Estilo - GASTRONOMÍA
Cuando el sabor se prepara entre rejas
Presas de Texas publican un libro de cocina titulado "From The Big House to Your House", una colección de 200 recetas
Quizá estas mujeres no tienen horno, heladera, cuchillos, ni siquiera la posibilidad de hervir agua, pero tienen mucho tiempo disponible. De hecho tienen décadas e ingredientes poco convencionales que sumados al deseo de cocinar, a pesar de las dificultades, las han llevado a publicar un libro de cocina extraordinario: From The Big House to Your House, una colección de 200 recetas compilada por seis presas de Texas.
Las autoras cumplen sentencias de al menos 50 años en la Unidad de Mountain View del Departamento de Justicia Penal de Texas por homicidios, excepto una. El antojo por la comida que disfrutaban cuando estaban fuera las hizo ser creativas tras las rejas. Descubrieron que una bolsa vacía de papas fritas sirve para preparar alimentos en una olla eléctrica, la única fuente de calor que tienen para cocinar. Identificaciones plásticas, similares a las tarjetas de crédito, pueden servir como cuchillos.
El libro manifiesta algo que se ha manejado desde hace años: el placer de cocinar tras las rejas, donde generaciones de amantes de la cocina han combinado mezclas legales e ilegales en platillos que a veces son un fracaso y a veces un verdadero éxito.
La realidad de la cocina en las prisiones es bastante distinta de la imagen de Buenos muchachos, la película de 1990 en la que aparecen unos mafiosos rebanando delicadamente un diente de ajo con una hoja de afeitar mientras preparan una cena italiana tipo gourmet.
Los presos suelen ser creativos en la “cocina”. Se ha sabido de casos en los que viejos platos de metal se convierten en sartenes que se calientan en tazas de baño llenas de papel higiénico quemándose o de la transformación de los tubos de la pasta de dientes en cucharas y de frutas en “vino de la casa”.
En 2009, un preso de Washington intentó calentar salchichas en el retrete de acero inoxidable de su celda, pero no salió como lo planeaba.
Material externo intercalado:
//! Edge-triggered events with RAII connections.

use std::fmt;
use std::sync::atomic::{AtomicBool, AtomicU64, Ordering};
use std::sync::{Arc, Mutex, Weak};

type Listener = dyn Fn() + Send + Sync;

struct SignalInner {
    listeners: Mutex<Vec<(u64, Arc<Listener>)>>,
    next_id: AtomicU64,
}

/// A parameterless event. Listeners are invoked outside the internal lock,
/// so a listener may connect or disconnect freely. Cloning shares the
/// listener list.
#[derive(Clone)]
pub struct Signal {
    inner: Arc<SignalInner>,
}

impl Signal {
    pub fn new() -> Self {
        Self {
            inner: Arc::new(SignalInner {
                listeners: Mutex::new(Vec::new()),
                next_id: AtomicU64::new(1),
            }),
        }
    }

    pub fn connect(&self, listener: impl Fn() + Send + Sync + 'static) -> SignalGuard {
        let id = self.inner.next_id.fetch_add(1, Ordering::Relaxed);
        self.inner
            .listeners
            .lock()
            .unwrap()
            .push((id, Arc::new(listener)));
        SignalGuard {
            signal: Arc::downgrade(&self.inner),
            id,
            detached: AtomicBool::new(false),
        }
    }

    pub fn emit(&self) {
        let snapshot: Vec<Arc<Listener>> = {
            let listeners = self.inner.listeners.lock().unwrap();
            listeners.iter().map(|(_, l)| Arc::clone(l)).collect()
        };
        for listener in snapshot {
            listener();
        }
    }

    pub fn connection_count(&self) -> usize {
        self.inner.listeners.lock().unwrap().len()
    }
}

impl Default for Signal {
    fn default() -> Self {
        Self::new()
    }
}

impl fmt::Debug for Signal {
    fn fmt(&self, f: &mut fmt::Formatter<'_>) -> fmt::Result {
        f.debug_struct("Signal")
            .field("connections", &self.connection_count())
            .finish()
    }
}

/// Disconnects its listener on [`detach`](Self::detach) or drop; both are
/// idempotent.
pub struct SignalGuard {
    signal: Weak<SignalInner>,
    id: u64,
    detached: AtomicBool,
}

impl SignalGuard {
    pub fn detach(&self) {
        if self.detached.swap(true, Ordering::SeqCst) {
            return;
        }
        if let Some(signal) = self.signal.upgrade() {
            signal
                .listeners
                .lock()
                .unwrap()
                .retain(|(id, _)| *id != self.id);
        }
    }
}

impl Drop for SignalGuard {
    fn drop(&mut self) {
        self.detach();
    }
}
El humo del horno improvisado entró por una ventilación del drenaje y las autoridades evacuaron a los internos pues pensaron que se trataba de un incendio. El prisionero pasó a ser apodado “El Chef WC”.
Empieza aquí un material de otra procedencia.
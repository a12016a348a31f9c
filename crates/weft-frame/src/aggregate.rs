//! Merging of render-need sources into a single boolean with an edge event.
//!
//! Two kinds of need feed the aggregator: a one-shot manual request (cleared
//! after the next rendered frame) and registered [`Invalidator`] reporters
//! such as running animations. Reporter-internal flips are debounced with a
//! single-slot trailing-edge timer so a burst of changes inside one frame
//! window evaluates once; structural register/unregister and the manual flag
//! re-evaluate synchronously.

use std::sync::atomic::{AtomicBool, Ordering};
use std::sync::{Arc, Mutex};
use std::time::Duration;

use weft_core::{TimerDriver, TimerHandle};

use crate::signal::{Signal, SignalGuard};

/// Debounce window for reporter state flips, on the order of one frame.
pub const DEBOUNCE_WINDOW: Duration = Duration::from_millis(16);

/// A feature that needs continuous rendering while active, e.g. an
/// in-progress animation. Implementors flip `needs_rendering` and emit
/// `invalidation_changed` on every flip.
pub trait Invalidator: Send + Sync + 'static {
    fn needs_rendering(&self) -> bool;

    fn invalidation_changed(&self) -> &Signal;
}

struct Registration {
    reporter: Arc<dyn Invalidator>,
    _guard: SignalGuard,
}

struct AggregatorInner {
    reporters: Mutex<Vec<Registration>>,
    manual: AtomicBool,
    /// Last evaluated value, for edge detection.
    last: AtomicBool,
    changed: Signal,
    timer: Arc<dyn TimerDriver>,
    debounce: Mutex<Option<TimerHandle>>,
}

impl AggregatorInner {
    fn evaluate(&self) -> bool {
        if self.manual.load(Ordering::SeqCst) {
            return true;
        }
        let reporters = self.reporters.lock().unwrap();
        reporters
            .iter()
            .any(|registration| registration.reporter.needs_rendering())
    }

    fn reevaluate(&self) {
        let now = self.evaluate();
        let was = self.last.swap(now, Ordering::SeqCst);
        if was != now {
            log::trace!("rendering required changed: {now}");
            self.changed.emit();
        }
    }

    /// Restart the single-slot debounce timer. Intermediate states within
    /// the window are dropped; only the final state is evaluated.
    fn schedule_reevaluate(self: &Arc<Self>) {
        let mut slot = self.debounce.lock().unwrap();
        if let Some(pending) = slot.take() {
            pending.cancel();
        }
        let weak = Arc::downgrade(self);
        let handle = self.timer.schedule(
            DEBOUNCE_WINDOW,
            Box::new(move || {
                if let Some(inner) = weak.upgrade() {
                    inner.debounce.lock().unwrap().take();
                    inner.reevaluate();
                }
            }),
        );
        *slot = Some(handle);
    }
}

/// Process-wide answer to "does anything need rendering right now".
///
/// One instance per running application, created at startup and handed by
/// clone to every reporter site and to the scheduler. Cloning shares state.
#[derive(Clone)]
pub struct InvalidationAggregator {
    inner: Arc<AggregatorInner>,
}

impl InvalidationAggregator {
    pub fn new(timer: Arc<dyn TimerDriver>) -> Self {
        Self {
            inner: Arc::new(AggregatorInner {
                reporters: Mutex::new(Vec::new()),
                manual: AtomicBool::new(false),
                last: AtomicBool::new(false),
                changed: Signal::new(),
                timer,
                debounce: Mutex::new(None),
            }),
        }
    }

    /// `manual-flag OR any(reporter.needs_rendering)`, evaluated fresh.
    pub fn needs_render(&self) -> bool {
        self.inner.evaluate()
    }

    /// Fires whenever `needs_render` flips in either direction.
    pub fn rendering_required_changed(&self) -> &Signal {
        &self.inner.changed
    }

    /// Request a single frame. Self-clears after the next call to
    /// [`frame_rendered`](Self::frame_rendered).
    pub fn request_render(&self) {
        self.inner.manual.store(true, Ordering::SeqCst);
        self.inner.reevaluate();
    }

    /// Called by the platform once per actual render. Clears the one-shot
    /// flag; a still-active reporter keeps `needs_render` true.
    pub fn frame_rendered(&self) {
        self.inner.manual.store(false, Ordering::SeqCst);
        self.inner.reevaluate();
    }

    /// Add a continuous-need reporter and re-evaluate synchronously.
    pub fn register(&self, reporter: Arc<dyn Invalidator>) {
        let weak = Arc::downgrade(&self.inner);
        let guard = reporter.invalidation_changed().connect(move || {
            if let Some(inner) = weak.upgrade() {
                inner.schedule_reevaluate();
            }
        });
        self.inner.reporters.lock().unwrap().push(Registration {
            reporter,
            _guard: guard,
        });
        self.inner.reevaluate();
    }

    /// Remove a reporter (by identity) and re-evaluate synchronously.
    /// Effective immediately for future notifications; an in-flight debounce
    /// evaluation simply no longer sees the reporter.
    pub fn unregister(&self, reporter: &Arc<dyn Invalidator>) {
        {
            let mut reporters = self.inner.reporters.lock().unwrap();
            reporters.retain(|registration| !Arc::ptr_eq(&registration.reporter, reporter));
        }
        self.inner.reevaluate();
    }

    pub fn reporter_count(&self) -> usize {
        self.inner.reporters.lock().unwrap().len()
    }
}

impl std::fmt::Debug for InvalidationAggregator {
    fn fmt(&self, f: &mut std::fmt::Formatter<'_>) -> std::fmt::Result {
        f.debug_struct("InvalidationAggregator")
            .field("needs_render", &self.needs_render())
            .field("reporters", &self.reporter_count())
            .finish()
    }
}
Las mujeres tejanas, que de acuerdo con las leyes tienen prohibido lucrar con alguna empresa cuando están tras las rejas y donarán las ganancias de su libro a su editorial, solo tienen su “olla”, una olla eléctrica parecida a las de café que calienta agua pero no la llega a hervir, pues el agua hirviendo se puede convertir en un arma.
Los ingredientes también están limitados a lo que se puede comprar en la prisión, es decir que no hay leche verdadera (solo en polvo) o manteca, tampoco la mayoría de los sazonadores. ¿Ajo? Ellas lo obtienen de tabletas de vitaminas con ajo.
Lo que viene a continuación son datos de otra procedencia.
#![doc = r"Reactive binding engine for the Weft UI toolkit.

Converts property-access expressions into stable dependency paths, keeps
path subscriptions correct as intermediate objects are replaced at runtime,
and fans change notifications out to per-node update actions. The render
side (invalidation aggregation and frame scheduling) lives in `weft-frame`;
std-backed timers and dispatchers live in `weft-runtime-std`."]

pub mod collections;
pub mod expr;
pub mod observe;
pub mod path;
pub mod platform;
pub mod registry;
pub mod tracker;

pub use expr::{compile, CompiledPath, Expr, PathExpr};
pub use observe::{ChangeGuard, ChangeSource, Observable, PropertyValue};
pub use path::{PathSet, PropertyPath};
pub use platform::{Clock, Dispatcher, TimerDriver, TimerHandle};
pub use registry::BindingRegistry;
pub use tracker::PathBinding;
//! Smoke test of the frame loop against the real std-backed services.
//!
//! Wall-clock timing, so assertions poll with generous deadlines rather than
//! counting exact ticks.

use std::sync::atomic::{AtomicUsize, Ordering};
use std::sync::Arc;
use std::thread;
use std::time::{Duration, Instant};

use weft_frame::{InvalidationAggregator, RenderScheduler};
use weft_runtime_std::{StdTimerDriver, ThreadDispatcher};

fn wait_until(deadline: Duration, condition: impl Fn() -> bool) -> bool {
    let start = Instant::now();
    while start.elapsed() < deadline {
        if condition() {
            return true;
        }
        thread::sleep(Duration::from_millis(5));
    }
    condition()
}

#[test]
fn one_shot_request_renders_once_and_goes_idle() {
    let timer = Arc::new(StdTimerDriver::new());
    let aggregator = InvalidationAggregator::new(timer.clone());
    let dispatcher = Arc::new(ThreadDispatcher::new());
    let scheduler = RenderScheduler::new(
        aggregator.clone(),
        timer.clone(),
        Some(dispatcher.clone()),
    );

    let renders = Arc::new(AtomicUsize::new(0));
    let _guard = {
        let renders = Arc::clone(&renders);
        let aggregator = aggregator.clone();
        let expected = dispatcher.thread_id();
        scheduler.render_requested().connect(move || {
            assert_eq!(thread::current().id(), expected, "render marshaled");
            renders.fetch_add(1, Ordering::SeqCst);
            aggregator.frame_rendered();
        })
    };

    assert!(!scheduler.is_running());
    aggregator.request_render();

    assert!(
        wait_until(Duration::from_secs(2), || renders.load(Ordering::SeqCst) >= 1),
        "frame rendered within deadline"
    );
    assert!(
        wait_until(Duration::from_secs(2), || !scheduler.is_running()),
        "scheduler disarmed after the frame"
    );

    // Idle stays idle: no stray renders afterwards.
    let settled = renders.load(Ordering::SeqCst);
    thread::sleep(Duration::from_millis(100));
    assert_eq!(renders.load(Ordering::SeqCst), settled);
}

#[test]
fn repeated_requests_keep_rendering() {
    let timer = Arc::new(StdTimerDriver::new());
    let aggregator = InvalidationAggregator::new(timer.clone());
    let scheduler = RenderScheduler::new(aggregator.clone(), timer.clone(), None);

    let renders = Arc::new(AtomicUsize::new(0));
    let _guard = {
        let renders = Arc::clone(&renders);
        let aggregator = aggregator.clone();
        scheduler.render_requested().connect(move || {
            let count = renders.fetch_add(1, Ordering::SeqCst) + 1;
            aggregator.frame_rendered();
            // Keep the loop alive for the first few frames.
            if count < 3 {
                aggregator.request_render();
            }
        })
    };

    aggregator.request_render();
    assert!(
        wait_until(Duration::from_secs(2), || renders.load(Ordering::SeqCst) >= 3),
        "three frames rendered"
    );
    assert!(wait_until(Duration::from_secs(2), || !scheduler.is_running()));
}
“Parece grotesco”, dijo Celeste Johnson, de 49 años, una de las autoras del libro. “Pero funciona y se sorprenderían”.
No todas las recetas que realizaron las mujeres de Texas fueron un éxito. Ceyma Bina, una de las coautoras que ha cumplido seis años de una condena de 50 por un homicidio en Houston, puso cara de asco cuando describió cómo hicieron ravioles con fideos y salsa.
Las autoras de From The Big House to Your House dicen que los lectores “disfrutarán la libertad que existe en crear un confort hogareño en los tiempos difíciles”.